Goal of the exercise: Which lines of the entries contain the string "once"? Copy each of them.

Given information:
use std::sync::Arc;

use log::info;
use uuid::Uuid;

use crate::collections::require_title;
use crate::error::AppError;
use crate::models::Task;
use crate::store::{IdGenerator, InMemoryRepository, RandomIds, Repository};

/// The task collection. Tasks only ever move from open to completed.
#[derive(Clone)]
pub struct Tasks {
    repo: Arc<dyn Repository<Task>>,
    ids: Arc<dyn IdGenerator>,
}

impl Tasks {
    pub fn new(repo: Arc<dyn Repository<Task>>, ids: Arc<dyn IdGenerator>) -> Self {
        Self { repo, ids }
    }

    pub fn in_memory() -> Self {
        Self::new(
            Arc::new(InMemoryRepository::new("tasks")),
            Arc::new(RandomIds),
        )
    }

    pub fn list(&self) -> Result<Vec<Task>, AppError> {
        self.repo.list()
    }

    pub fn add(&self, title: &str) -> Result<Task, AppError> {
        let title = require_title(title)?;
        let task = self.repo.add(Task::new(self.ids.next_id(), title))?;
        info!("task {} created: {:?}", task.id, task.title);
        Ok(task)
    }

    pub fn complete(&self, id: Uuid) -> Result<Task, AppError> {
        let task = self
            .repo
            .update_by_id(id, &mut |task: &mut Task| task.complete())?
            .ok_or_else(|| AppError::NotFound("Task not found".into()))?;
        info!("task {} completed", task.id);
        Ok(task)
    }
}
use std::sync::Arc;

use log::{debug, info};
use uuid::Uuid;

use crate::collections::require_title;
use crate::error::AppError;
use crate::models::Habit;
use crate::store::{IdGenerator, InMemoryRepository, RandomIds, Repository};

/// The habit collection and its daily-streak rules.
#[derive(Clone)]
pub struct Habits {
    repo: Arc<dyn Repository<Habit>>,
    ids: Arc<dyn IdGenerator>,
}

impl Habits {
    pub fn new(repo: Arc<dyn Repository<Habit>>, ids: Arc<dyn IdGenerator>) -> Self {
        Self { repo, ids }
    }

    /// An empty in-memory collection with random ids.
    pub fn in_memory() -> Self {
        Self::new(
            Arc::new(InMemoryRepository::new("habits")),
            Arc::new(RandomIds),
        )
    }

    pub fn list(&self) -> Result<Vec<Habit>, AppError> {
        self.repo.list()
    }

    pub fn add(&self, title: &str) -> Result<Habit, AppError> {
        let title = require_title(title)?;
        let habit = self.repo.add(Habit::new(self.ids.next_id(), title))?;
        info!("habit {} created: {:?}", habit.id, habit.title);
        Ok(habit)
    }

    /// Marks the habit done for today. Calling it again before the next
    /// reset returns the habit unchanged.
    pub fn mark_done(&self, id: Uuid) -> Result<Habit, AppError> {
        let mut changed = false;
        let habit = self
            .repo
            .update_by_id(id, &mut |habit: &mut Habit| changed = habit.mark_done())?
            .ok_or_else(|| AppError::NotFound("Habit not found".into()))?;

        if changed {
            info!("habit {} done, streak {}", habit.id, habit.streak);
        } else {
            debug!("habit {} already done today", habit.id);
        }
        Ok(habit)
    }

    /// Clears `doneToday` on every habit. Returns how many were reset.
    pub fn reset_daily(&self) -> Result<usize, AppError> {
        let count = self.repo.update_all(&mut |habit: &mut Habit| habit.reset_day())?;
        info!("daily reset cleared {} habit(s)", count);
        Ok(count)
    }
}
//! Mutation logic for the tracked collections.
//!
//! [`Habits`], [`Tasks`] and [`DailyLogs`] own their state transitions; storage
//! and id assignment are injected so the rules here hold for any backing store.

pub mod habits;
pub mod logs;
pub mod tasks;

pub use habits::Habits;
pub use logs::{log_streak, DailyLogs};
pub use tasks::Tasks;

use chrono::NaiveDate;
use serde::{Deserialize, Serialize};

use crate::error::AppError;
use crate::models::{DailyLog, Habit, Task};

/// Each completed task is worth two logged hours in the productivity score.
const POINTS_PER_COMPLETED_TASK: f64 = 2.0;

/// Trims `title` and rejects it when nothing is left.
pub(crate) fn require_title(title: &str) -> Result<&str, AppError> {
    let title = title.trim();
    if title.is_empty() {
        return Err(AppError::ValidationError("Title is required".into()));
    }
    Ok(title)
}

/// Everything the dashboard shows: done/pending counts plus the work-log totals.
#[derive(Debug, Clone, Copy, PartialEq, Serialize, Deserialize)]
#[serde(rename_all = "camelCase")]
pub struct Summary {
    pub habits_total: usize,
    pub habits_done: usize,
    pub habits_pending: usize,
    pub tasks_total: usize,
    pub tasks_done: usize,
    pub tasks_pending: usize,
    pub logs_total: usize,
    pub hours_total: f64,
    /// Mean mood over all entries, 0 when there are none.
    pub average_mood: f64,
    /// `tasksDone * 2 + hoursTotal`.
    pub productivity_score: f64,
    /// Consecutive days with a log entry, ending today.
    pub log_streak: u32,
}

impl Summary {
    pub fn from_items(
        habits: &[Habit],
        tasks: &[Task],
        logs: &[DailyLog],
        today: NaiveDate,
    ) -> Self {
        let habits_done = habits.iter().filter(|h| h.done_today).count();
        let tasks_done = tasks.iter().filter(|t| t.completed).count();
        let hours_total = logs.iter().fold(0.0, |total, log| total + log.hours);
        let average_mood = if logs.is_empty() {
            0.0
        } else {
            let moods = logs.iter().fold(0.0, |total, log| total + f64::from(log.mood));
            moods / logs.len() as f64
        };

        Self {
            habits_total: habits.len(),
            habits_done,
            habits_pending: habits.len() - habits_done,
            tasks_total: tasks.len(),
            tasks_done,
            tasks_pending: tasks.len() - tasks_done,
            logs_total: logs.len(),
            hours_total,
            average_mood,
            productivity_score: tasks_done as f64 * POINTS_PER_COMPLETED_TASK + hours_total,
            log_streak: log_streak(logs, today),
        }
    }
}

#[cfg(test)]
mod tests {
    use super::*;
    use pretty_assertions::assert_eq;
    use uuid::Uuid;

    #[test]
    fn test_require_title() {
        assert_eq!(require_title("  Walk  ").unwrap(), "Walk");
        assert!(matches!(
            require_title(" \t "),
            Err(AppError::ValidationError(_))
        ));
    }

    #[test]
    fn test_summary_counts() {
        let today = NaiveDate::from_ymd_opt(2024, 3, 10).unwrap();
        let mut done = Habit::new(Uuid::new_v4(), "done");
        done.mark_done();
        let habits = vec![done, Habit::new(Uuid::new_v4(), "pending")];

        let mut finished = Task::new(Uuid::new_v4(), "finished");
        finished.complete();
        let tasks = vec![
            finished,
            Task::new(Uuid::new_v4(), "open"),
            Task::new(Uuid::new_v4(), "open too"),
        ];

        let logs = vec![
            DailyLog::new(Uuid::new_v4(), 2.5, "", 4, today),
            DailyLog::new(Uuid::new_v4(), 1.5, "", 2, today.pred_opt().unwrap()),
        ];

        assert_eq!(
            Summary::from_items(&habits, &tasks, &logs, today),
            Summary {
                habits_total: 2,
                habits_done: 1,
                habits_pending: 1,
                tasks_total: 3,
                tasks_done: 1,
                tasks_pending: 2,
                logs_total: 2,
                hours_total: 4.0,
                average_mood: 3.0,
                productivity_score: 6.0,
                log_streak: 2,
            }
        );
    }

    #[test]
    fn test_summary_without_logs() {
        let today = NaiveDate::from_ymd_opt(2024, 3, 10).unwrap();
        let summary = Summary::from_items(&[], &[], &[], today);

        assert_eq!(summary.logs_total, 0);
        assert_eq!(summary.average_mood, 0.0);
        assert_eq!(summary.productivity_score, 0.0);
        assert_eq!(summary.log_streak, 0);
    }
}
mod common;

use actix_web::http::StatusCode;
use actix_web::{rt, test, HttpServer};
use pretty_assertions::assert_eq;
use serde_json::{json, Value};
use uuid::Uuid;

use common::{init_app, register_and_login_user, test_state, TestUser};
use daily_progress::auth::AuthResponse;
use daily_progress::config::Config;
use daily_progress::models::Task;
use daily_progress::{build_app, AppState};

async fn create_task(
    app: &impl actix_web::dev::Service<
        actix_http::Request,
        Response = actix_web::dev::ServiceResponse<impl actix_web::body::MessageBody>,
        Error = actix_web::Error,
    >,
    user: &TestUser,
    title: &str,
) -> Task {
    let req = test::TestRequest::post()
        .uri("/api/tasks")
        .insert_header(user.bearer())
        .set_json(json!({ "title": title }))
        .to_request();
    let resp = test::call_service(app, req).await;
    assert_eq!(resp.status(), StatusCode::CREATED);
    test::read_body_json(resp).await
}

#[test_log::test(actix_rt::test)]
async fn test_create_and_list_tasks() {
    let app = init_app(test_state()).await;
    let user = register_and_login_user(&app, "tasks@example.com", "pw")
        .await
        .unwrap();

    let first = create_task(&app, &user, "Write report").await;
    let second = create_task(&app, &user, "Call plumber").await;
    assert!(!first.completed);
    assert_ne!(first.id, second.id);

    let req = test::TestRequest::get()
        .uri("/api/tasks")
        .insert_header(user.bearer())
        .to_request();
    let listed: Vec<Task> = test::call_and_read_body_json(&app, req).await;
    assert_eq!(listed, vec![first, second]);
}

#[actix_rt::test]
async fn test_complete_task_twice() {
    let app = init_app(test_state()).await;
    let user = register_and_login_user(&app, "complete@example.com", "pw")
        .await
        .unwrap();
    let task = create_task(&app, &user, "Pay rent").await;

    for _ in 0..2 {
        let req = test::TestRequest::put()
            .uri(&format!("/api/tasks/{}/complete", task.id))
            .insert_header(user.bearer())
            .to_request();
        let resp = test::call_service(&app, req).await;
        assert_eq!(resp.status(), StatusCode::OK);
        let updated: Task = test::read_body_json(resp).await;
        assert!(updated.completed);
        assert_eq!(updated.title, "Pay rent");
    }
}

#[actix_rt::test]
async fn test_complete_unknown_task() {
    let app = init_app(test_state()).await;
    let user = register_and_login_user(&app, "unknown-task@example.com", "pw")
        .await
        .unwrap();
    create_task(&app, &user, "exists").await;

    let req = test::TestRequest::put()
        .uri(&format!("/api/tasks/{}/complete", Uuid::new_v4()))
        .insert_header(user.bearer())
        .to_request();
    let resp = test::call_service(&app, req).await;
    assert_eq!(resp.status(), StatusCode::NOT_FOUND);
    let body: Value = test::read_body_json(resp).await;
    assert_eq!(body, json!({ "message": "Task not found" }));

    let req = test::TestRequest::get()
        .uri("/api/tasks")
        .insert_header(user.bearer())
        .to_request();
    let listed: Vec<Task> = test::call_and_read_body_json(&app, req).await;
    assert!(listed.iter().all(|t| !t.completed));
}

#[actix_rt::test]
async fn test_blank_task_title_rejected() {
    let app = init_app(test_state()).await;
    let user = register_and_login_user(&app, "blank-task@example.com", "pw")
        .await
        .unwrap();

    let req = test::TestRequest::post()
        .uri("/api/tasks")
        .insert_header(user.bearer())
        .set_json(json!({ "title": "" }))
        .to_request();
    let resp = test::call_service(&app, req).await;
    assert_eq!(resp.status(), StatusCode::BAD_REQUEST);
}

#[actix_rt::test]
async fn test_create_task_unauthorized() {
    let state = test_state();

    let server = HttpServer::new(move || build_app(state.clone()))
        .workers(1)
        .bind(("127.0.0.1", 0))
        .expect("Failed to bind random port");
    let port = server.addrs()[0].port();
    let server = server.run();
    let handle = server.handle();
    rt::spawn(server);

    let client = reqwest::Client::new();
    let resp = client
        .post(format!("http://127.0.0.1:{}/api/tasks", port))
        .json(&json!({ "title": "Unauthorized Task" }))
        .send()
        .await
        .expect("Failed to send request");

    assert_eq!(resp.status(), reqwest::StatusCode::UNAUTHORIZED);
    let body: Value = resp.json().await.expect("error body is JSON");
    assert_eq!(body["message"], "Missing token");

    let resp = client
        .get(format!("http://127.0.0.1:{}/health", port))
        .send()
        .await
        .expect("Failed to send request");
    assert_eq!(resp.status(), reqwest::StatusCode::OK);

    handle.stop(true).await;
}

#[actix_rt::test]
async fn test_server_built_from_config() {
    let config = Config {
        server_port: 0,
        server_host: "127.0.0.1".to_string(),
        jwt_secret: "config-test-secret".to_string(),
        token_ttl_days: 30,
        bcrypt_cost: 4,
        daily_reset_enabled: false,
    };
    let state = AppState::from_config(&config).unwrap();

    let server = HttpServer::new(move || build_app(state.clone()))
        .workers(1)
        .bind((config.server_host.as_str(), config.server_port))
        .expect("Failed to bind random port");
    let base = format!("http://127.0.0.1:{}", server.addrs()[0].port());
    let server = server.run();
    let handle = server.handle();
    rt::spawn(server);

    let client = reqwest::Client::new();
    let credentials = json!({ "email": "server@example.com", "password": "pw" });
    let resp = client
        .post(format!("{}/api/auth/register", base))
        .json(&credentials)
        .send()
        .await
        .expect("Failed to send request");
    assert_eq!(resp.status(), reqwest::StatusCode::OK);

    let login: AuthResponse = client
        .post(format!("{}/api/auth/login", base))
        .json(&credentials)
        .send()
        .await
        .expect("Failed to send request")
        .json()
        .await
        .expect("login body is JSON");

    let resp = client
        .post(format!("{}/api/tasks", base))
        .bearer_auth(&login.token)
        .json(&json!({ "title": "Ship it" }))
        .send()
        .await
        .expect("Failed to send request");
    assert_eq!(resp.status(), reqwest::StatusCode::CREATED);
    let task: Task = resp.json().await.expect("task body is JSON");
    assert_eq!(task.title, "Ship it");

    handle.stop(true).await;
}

---

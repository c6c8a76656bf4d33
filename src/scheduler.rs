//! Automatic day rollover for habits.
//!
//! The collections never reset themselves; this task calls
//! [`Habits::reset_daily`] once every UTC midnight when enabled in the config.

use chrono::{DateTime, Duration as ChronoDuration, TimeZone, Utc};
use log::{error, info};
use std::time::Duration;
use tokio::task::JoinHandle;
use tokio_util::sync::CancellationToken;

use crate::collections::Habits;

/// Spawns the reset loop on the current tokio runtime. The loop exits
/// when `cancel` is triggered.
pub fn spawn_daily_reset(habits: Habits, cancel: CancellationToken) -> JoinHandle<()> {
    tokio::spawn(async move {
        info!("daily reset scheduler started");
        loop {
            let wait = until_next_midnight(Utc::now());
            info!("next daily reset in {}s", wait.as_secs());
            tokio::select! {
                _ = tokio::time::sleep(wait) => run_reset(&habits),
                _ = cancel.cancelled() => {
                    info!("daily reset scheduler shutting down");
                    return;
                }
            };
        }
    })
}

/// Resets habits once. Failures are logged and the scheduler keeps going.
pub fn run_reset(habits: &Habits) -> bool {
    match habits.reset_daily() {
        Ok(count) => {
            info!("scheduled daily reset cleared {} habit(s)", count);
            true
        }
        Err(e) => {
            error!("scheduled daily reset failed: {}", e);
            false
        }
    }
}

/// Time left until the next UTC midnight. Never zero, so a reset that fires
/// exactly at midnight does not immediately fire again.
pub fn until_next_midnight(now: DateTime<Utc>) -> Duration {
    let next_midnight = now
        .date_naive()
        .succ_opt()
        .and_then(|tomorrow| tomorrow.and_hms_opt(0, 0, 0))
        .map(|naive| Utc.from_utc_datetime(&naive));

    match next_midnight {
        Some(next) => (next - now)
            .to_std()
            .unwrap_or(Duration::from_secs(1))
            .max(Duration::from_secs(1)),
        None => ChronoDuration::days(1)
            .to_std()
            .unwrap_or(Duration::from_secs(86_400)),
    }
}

Your solution:
//! [`Habits::reset_daily`] once every UTC midnight when enabled in the config.
/// Resets habits once. Failures are logged and the scheduler keeps going.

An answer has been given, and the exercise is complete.